During the Last Glacial Maximum, much of the world was cold, dry, and inhospitable, with frequent storms and a dust-laden atmosphere. The dustiness of the atmosphere is a prominent feature in ice cores; dust levels were as much as 20 to 25 times greater than they are in the present. This was probably due to a number of factors: reduced vegetation, stronger global winds, and less precipitation to clear dust from the atmosphere. The massive sheets of ice locked away water, lowering the sea level, exposing continental shelves, joining land masses together, and creating extensive coastal plains. The ice sheets also changed the atmospheric circulation, causing the northern Pacific and Atlantic oceans to cool and produce more clouds, which amplified the global cooling as the clouds reflected even more sunlight. During the LGM, 21,000 years ago, the sea level was about 125 meters (about 410 feet) lower than it is today. Across most of the globe, the hydrological cycle slowed down, explaining increased aridity in many regions of the world.

=== Africa and the Middle East ===
In Africa and the Middle East, many smaller mountain glaciers formed, and the Sahara Desert and other sandy deserts were greatly expanded in extent. The Atlantic deep sea sediment core V22-196, extracted off the coast of Senegal, shows a major southward expansion of the Sahara.

The Persian Gulf averages about 35 metres in depth and the seabed between Abu Dhabi and Qatar is even shallower, being mostly less than 15 metres deep. For thousands of years the Ur-Shatt (a confluence of the Tigris-Euphrates Rivers) provided fresh water to the Gulf, as it flowed through the Strait of Hormuz into the Gulf of Oman. Bathymetric data suggests there were two palaeo-basins in the Persian Gulf. The central basin may have approached an area of 20,000 km^{2}, comparable at its fullest extent to lakes such as Lake Malawi in Africa. Between 12,000 and 9,000 years ago, much of the Gulf's floor was not covered by water, only being flooded by the sea around 8,000 years ago.
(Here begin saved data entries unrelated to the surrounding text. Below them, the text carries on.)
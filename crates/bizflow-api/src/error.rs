//! Bizflow API: error types.

use axum::Json;
use axum::http::StatusCode;
use axum::response::{IntoResponse, Response};
use bizflow_core::error::DomainError;
use serde::Serialize;
use thiserror::Error;

/// Startup errors for the API server.
#[derive(Debug, Error)]
pub enum AppError {
    /// An environment variable is invalid.
    #[error("configuration error: {0}")]
    Config(String),

    /// The tracing or OpenTelemetry pipeline could not be installed.
    #[error("telemetry error: {0}")]
    Telemetry(String),

    /// The reactive core could not be assembled.
    #[error("startup error: {0}")]
    Startup(#[from] DomainError),

    /// Network binding or I/O error.
    #[error("server error: {0}")]
    Server(#[from] std::io::Error),
}

/// JSON body returned for error responses.
#[derive(Debug, Serialize)]
pub struct ErrorBody {
    /// Machine-readable error code.
    pub error: &'static str,
    /// Human-readable error message.
    pub message: String,
}

/// HTTP-layer wrapper around `DomainError` that implements `IntoResponse`.
#[derive(Debug)]
pub struct ApiError(pub DomainError);

impl From<DomainError> for ApiError {
    fn from(err: DomainError) -> Self {
        Self(err)
    }
}

impl IntoResponse for ApiError {
    fn into_response(self) -> Response {
        let (status, error_code) = match &self.0 {
            DomainError::NotFound { .. } => (StatusCode::NOT_FOUND, "not_found"),
            DomainError::Validation(_) => (StatusCode::BAD_REQUEST, "validation_error"),
            DomainError::UnexpectedPayload { .. } => {
                (StatusCode::INTERNAL_SERVER_ERROR, "unexpected_payload")
            }
            DomainError::CascadeDepthExceeded { .. } => {
                (StatusCode::INTERNAL_SERVER_ERROR, "cascade_depth_exceeded")
            }
            DomainError::Completion(_) => (StatusCode::INTERNAL_SERVER_ERROR, "completion_error"),
            DomainError::Panicked(_) => (StatusCode::INTERNAL_SERVER_ERROR, "handler_panicked"),
            DomainError::Infrastructure(_) => {
                (StatusCode::INTERNAL_SERVER_ERROR, "infrastructure_error")
            }
        };

        let body = ErrorBody {
            error: error_code,
            message: self.0.to_string(),
        };

        (status, Json(body)).into_response()
    }
}
//! Test clock: deterministic `Clock` implementation for tests.

use bizflow_core::clock::Clock;
use chrono::{DateTime, TimeZone, Utc};

/// A clock that always returns a fixed point in time.
#[derive(Debug, Clone, Copy)]
pub struct FixedClock(pub DateTime<Utc>);

impl Default for FixedClock {
    fn default() -> Self {
        Self(fixed_now())
    }
}

impl Clock for FixedClock {
    fn now(&self) -> DateTime<Utc> {
        self.0
    }
}

/// The instant every test clock defaults to: 2026-01-15T10:00:00Z.
///
/// # Panics
///
/// Never; the literal date is valid.
#[must_use]
pub fn fixed_now() -> DateTime<Utc> {
    Utc.with_ymd_and_hms(2026, 1, 15, 10, 0, 0)
        .single()
        .expect("2026-01-15T10:00:00Z is a valid timestamp")
}
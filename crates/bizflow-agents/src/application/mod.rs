//! The orchestrator, prompt/reply handling, and agent configuration.

pub mod config;
pub mod default_agents;
pub mod orchestrator;
pub mod reply;
//! Fixed-capacity, newest-first in-memory log.

use std::collections::VecDeque;

/// A bounded history: insertion at the front, eviction from the back once
/// capacity is exceeded.
///
/// Not synchronized; owners wrap it in a mutex.
#[derive(Debug, Clone)]
pub struct BoundedHistory<T> {
    entries: VecDeque<T>,
    capacity: usize,
}

impl<T> BoundedHistory<T> {
    /// Creates an empty history retaining at most `capacity` entries.
    #[must_use]
    pub fn new(capacity: usize) -> Self {
        Self {
            entries: VecDeque::with_capacity(capacity),
            capacity,
        }
    }

    /// Records an entry as the newest, evicting the oldest if full.
    pub fn record(&mut self, entry: T) {
        self.entries.push_front(entry);
        self.entries.truncate(self.capacity);
    }

    /// Iterates entries newest first.
    pub fn iter(&self) -> impl Iterator<Item = &T> {
        self.entries.iter()
    }

    /// Number of retained entries.
    #[must_use]
    pub fn len(&self) -> usize {
        self.entries.len()
    }

    /// Returns `true` if nothing has been recorded (or everything evicted).
    #[must_use]
    pub fn is_empty(&self) -> bool {
        self.entries.is_empty()
    }

    /// Maximum number of retained entries.
    #[must_use]
    pub fn capacity(&self) -> usize {
        self.capacity
    }
}

impl<T: Clone> BoundedHistory<T> {
    /// Returns up to `limit` entries, newest first.
    #[must_use]
    pub fn recent(&self, limit: usize) -> Vec<T> {
        self.entries.iter().take(limit).cloned().collect()
    }
}

#[cfg(test)]
mod tests {
    use super::*;

    #[test]
    fn test_recent_returns_newest_first() {
        let mut history = BoundedHistory::new(5);
        for i in 0..3 {
            history.record(i);
        }

        assert_eq!(history.recent(10), vec![2, 1, 0]);
    }

    #[test]
    fn test_oldest_entries_are_evicted_past_capacity() {
        // Arrange
        let mut history = BoundedHistory::new(100);

        // Act
        for i in 0..150 {
            history.record(i);
        }

        // Assert
        assert_eq!(history.len(), 100);
        let recent = history.recent(200);
        assert_eq!(recent.len(), 100);
        assert_eq!(recent[0], 149);
        assert_eq!(recent[99], 50);
    }

    #[test]
    fn test_recent_respects_limit() {
        let mut history = BoundedHistory::new(10);
        for i in 0..10 {
            history.record(i);
        }

        assert_eq!(history.recent(3), vec![9, 8, 7]);
    }

    #[test]
    fn test_zero_capacity_retains_nothing() {
        let mut history = BoundedHistory::new(0);
        history.record("dropped");

        assert!(history.is_empty());
        assert_eq!(history.capacity(), 0);
    }
}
It is estimated that annual average temperatures in Southern Africa were 6 °C lower than at present during the Last Glacial Maximum. This temperature drop alone would however not have been enough to generate widespread glaciation or permafrost in the Drakensberg Mountains or the Lesotho Highlands. Seasonal freezing of the ground in the Lesotho Highlands might have reached depths of 2 meters or more below the surface. A few small glaciers did however develop during the LGM, in particular in south-facing slopes. In the Hex River Mountains, in the Western Cape, block streams and terraces found near the summit of Matroosberg evidences past periglacial activity which likely occurred during the LGM. Palaeoclimatological proxies indicate the region around Boomplaas Cave was wetter, with increased winter precipitation. The region of the Zambezi River catchment was colder relative to present and the local drop in mean temperature was seasonally uniform.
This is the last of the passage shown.